I can't get ammonia to zero out (stays at 0.25-0.5 PPM)
Nitrates are 20PPM
PH holds at 8.3
temp 78 F
Nitrites 0

I have taken steps recommended by my LFS to shut down my lights for two weeks ( still in progress)

After the blackout period I'll reevaluate where it is.

But I'm sure their will be more needed to eradicate this nuisance algae.

With that said.

Should I decrease the power output from the lights and duration (I have Kessil AP700's X2 running for 8 hours per day @65%-75%

What do I need to do?

Sent from my iPad using Tapatalk


im guessing this tank is somewhere less then 6 month old, or around that time. if it was me, I would concentrate on chemistry first, don't worry about hair algae for now. I would continue on water changes, maybe like 20% weekly. keep eye on that ammonia until its gone, then wait until nitrites are gone. then worry about hair algae. I did similar mistake in the past, and what help me fully cycle my tank was "seachem stability" look it up
...also im only 4-5 years into tis hobby, there is people here waaaay longer then me into it, im sure they wil give you good advise.
Last edited:


New member
Any will be good for start but if accuracy matters Red Sea or Hanna are easy to use

Sent from my iPhone using Tapatalk


New member
looks like you will need to raise your nitrates. Nothing should test -0-.

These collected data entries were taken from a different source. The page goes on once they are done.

//! Recently viewed products and "already viewed" flags
//!
//! Both are bounded: the recently-viewed list by length and entry age,
//! the viewed flags by TTL.

use chrono::{DateTime, Duration, Utc};
use serde::{Deserialize, Serialize};

use super::{KeyValueStore, StorageKey, StorageResult, TypedStore};
use crate::models::Product;

pub const DEFAULT_RECENT_MAX: usize = 12;
pub const DEFAULT_RECENT_MAX_AGE_DAYS: i64 = 30;
pub const DEFAULT_VIEWED_FLAG_HOURS: i64 = 24;

/// One product in the recently-viewed strip
#[derive(Debug, Clone, PartialEq, Serialize, Deserialize)]
pub struct RecentEntry {
    pub product_id: String,
    pub name: String,
    pub price: f64,
    #[serde(default)]
    pub image: Option<String>,
    pub viewed_at: DateTime<Utc>,
}

impl RecentEntry {
    pub fn from_product(product: &Product, viewed_at: DateTime<Utc>) -> Self {
        Self {
            product_id: product.id.clone(),
            name: product.name.clone(),
            price: product.price,
            image: product.cover_image().map(str::to_string),
            viewed_at,
        }
    }
}

/// Most-recent-first list of viewed products
pub struct RecentlyViewed<'a, S> {
    store: &'a TypedStore<S>,
    max_items: usize,
    max_age: Duration,
}

impl<'a, S: KeyValueStore> RecentlyViewed<'a, S> {
    pub fn new(store: &'a TypedStore<S>) -> Self {
        Self::with_limits(
            store,
            DEFAULT_RECENT_MAX,
            Duration::days(DEFAULT_RECENT_MAX_AGE_DAYS),
        )
    }

    pub fn with_limits(store: &'a TypedStore<S>, max_items: usize, max_age: Duration) -> Self {
        Self {
            store,
            max_items,
            max_age,
        }
    }

    /// Entries still within the age bound, newest first
    pub fn list_at(&self, now: DateTime<Utc>) -> StorageResult<Vec<RecentEntry>> {
        let stored: Vec<RecentEntry> = self
            .store
            .get_at(&StorageKey::RecentlyViewed, now)?
            .unwrap_or_default();
        let total = stored.len();

        let fresh = self.prune(stored, now);
        if fresh.len() != total {
            self.store
                .put_at(&StorageKey::RecentlyViewed, &fresh, None, now)?;
        }

        Ok(fresh)
    }

    pub fn list(&self) -> StorageResult<Vec<RecentEntry>> {
        self.list_at(Utc::now())
    }

    /// Put a product at the front, dropping any older entry for it
    pub fn record_at(&self, entry: RecentEntry, now: DateTime<Utc>) -> StorageResult<()> {
        let mut entries = self.list_at(now)?;
        entries.retain(|e| e.product_id != entry.product_id);
        entries.insert(0, entry);
        entries.truncate(self.max_items);

        self.store
            .put_at(&StorageKey::RecentlyViewed, &entries, None, now)
    }

    pub fn record(&self, product: &Product) -> StorageResult<()> {
        let now = Utc::now();
        self.record_at(RecentEntry::from_product(product, now), now)
    }

    pub fn clear(&self) -> StorageResult<()> {
        self.store.remove(&StorageKey::RecentlyViewed)
    }

    fn prune(&self, entries: Vec<RecentEntry>, now: DateTime<Utc>) -> Vec<RecentEntry> {
        entries
            .into_iter()
            .filter(|e| now - e.viewed_at < self.max_age)
            .take(self.max_items)
            .collect()
    }
}

/// Per-product "already viewed" flags, used to count a view once per TTL
pub struct ViewedFlags<'a, S> {
    store: &'a TypedStore<S>,
    ttl: Duration,
}

impl<'a, S: KeyValueStore> ViewedFlags<'a, S> {
    pub fn new(store: &'a TypedStore<S>) -> Self {
        Self::with_ttl(store, Duration::hours(DEFAULT_VIEWED_FLAG_HOURS))
    }

    pub fn with_ttl(store: &'a TypedStore<S>, ttl: Duration) -> Self {
        Self { store, ttl }
    }

    /// Returns true the first time a product is seen within the TTL and
    /// sets the flag; false while the flag is live
    pub fn first_view_at(&self, product_id: &str, now: DateTime<Utc>) -> StorageResult<bool> {
        let key = StorageKey::ViewedFlag(product_id.to_string());
        if self.store.contains_at(&key, now)? {
            return Ok(false);
        }

        self.store.put_at(&key, &true, Some(self.ttl), now)?;
        Ok(true)
    }

    pub fn first_view(&self, product_id: &str) -> StorageResult<bool> {
        self.first_view_at(product_id, Utc::now())
    }
}

#[cfg(test)]
mod tests {
    use super::*;
    use crate::storage::MemoryStore;

    fn entry(id: &str, at: DateTime<Utc>) -> RecentEntry {
        RecentEntry {
            product_id: id.to_string(),
            name: format!("Product {}", id),
            price: 10.0,
            image: None,
            viewed_at: at,
        }
    }

    #[test]
    fn test_most_recent_first_without_duplicates() {
        let store = TypedStore::new(MemoryStore::new());
        let recent = RecentlyViewed::new(&store);
        let now = Utc::now();

        recent.record_at(entry("a", now), now).unwrap();
        recent.record_at(entry("b", now), now).unwrap();
        recent.record_at(entry("a", now), now).unwrap();

        let ids: Vec<_> = recent
            .list_at(now)
            .unwrap()
            .into_iter()
            .map(|e| e.product_id)
            .collect();
        assert_eq!(ids, vec!["a", "b"]);
    }

    #[test]
    fn test_bounded_by_size() {
        let store = TypedStore::new(MemoryStore::new());
        let recent = RecentlyViewed::with_limits(&store, 3, Duration::days(30));
        let now = Utc::now();

        for id in ["a", "b", "c", "d", "e"] {
            recent.record_at(entry(id, now), now).unwrap();
        }

        let ids: Vec<_> = recent
            .list_at(now)
            .unwrap()
            .into_iter()
            .map(|e| e.product_id)
            .collect();
        assert_eq!(ids, vec!["e", "d", "c"]);
    }

    #[test]
    fn test_bounded_by_age() {
        let store = TypedStore::new(MemoryStore::new());
        let recent = RecentlyViewed::with_limits(&store, 10, Duration::days(7));
        let t0 = Utc::now();

        recent.record_at(entry("old", t0), t0).unwrap();
        let later = t0 + Duration::days(5);
        recent.record_at(entry("new", later), later).unwrap();

        let ids: Vec<_> = recent
            .list_at(t0 + Duration::days(8))
            .unwrap()
            .into_iter()
            .map(|e| e.product_id)
            .collect();
        assert_eq!(ids, vec!["new"]);
    }

    #[test]
    fn test_viewed_flag_counts_once_per_ttl() {
        let store = TypedStore::new(MemoryStore::new());
        let flags = ViewedFlags::with_ttl(&store, Duration::hours(24));
        let t0 = Utc::now();

        assert!(flags.first_view_at("p1", t0).unwrap());
        assert!(!flags.first_view_at("p1", t0 + Duration::hours(23)).unwrap());
        assert!(flags.first_view_at("p2", t0).unwrap());
        assert!(flags.first_view_at("p1", t0 + Duration::hours(24)).unwrap());
    }
}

Agree that's where accuracy and if they are still good, all test kits expire have you tried a friends test kit? They even have those mail in tests I use to always have two results better than one not that I am saying spend the money just options when you have doubts about something

Sent from my iPhone using Tapatalk


Staff member
RC Mod
Also, IF you have algae, a phosphate problem is likely: it won't test, if it's bound up in the algae, but if it's green it's likely there. A good system with a good skimmer CAN help it---during recent lengthy illness I let my tank go and feed my poor fish on flake, and I have had an epic bloom of green. After a number of tries at fixing it, I ordered a massive cleanup crew mostly of dwarf ceriths and some hermits. I don't know who's onto it, of the two, but scrupulously clean rock is emerging and my skimmer is uptaking like mad. Ordinarily I advise against 'getting something to eat it' because when it goes, they die, and it all goes round again, but in this case, these very tiny cleaners are there to eat a rebloom, and I am launched on a daily 10% water change until I have equalled the volume of water in my system. And testing. That should reset the clock on this poor tank. I don't say that would work for every situation but this one seems to be working for me.


Premium Member
Just got over my GHA problem, new tank syndrome. It seemed to never go away.

Exportation of nutrients is a must! I would spend hours and hours siphoning and plucking (240g tank) and used lanthanum chloride (brightwell) regularly and 300 hermit crabs. And one day I noticed it was better and then one day I noticed it was all gone.

Plucking algae is nutrient export.


New member
I had many battles against GHA. I found running GFO (along with carbon) helped. Also water changes and manually picking it out (annoying I know) will help as well.


Super Best Friends!
Premium Member
If you don't solve it by the methods mentioned above, give Vibrant a go. It won't fix the cause of your algae, but it will get rid of it over time. While the Vibrant is working you should work to reduce nutrients from the tank so it doesn't come back.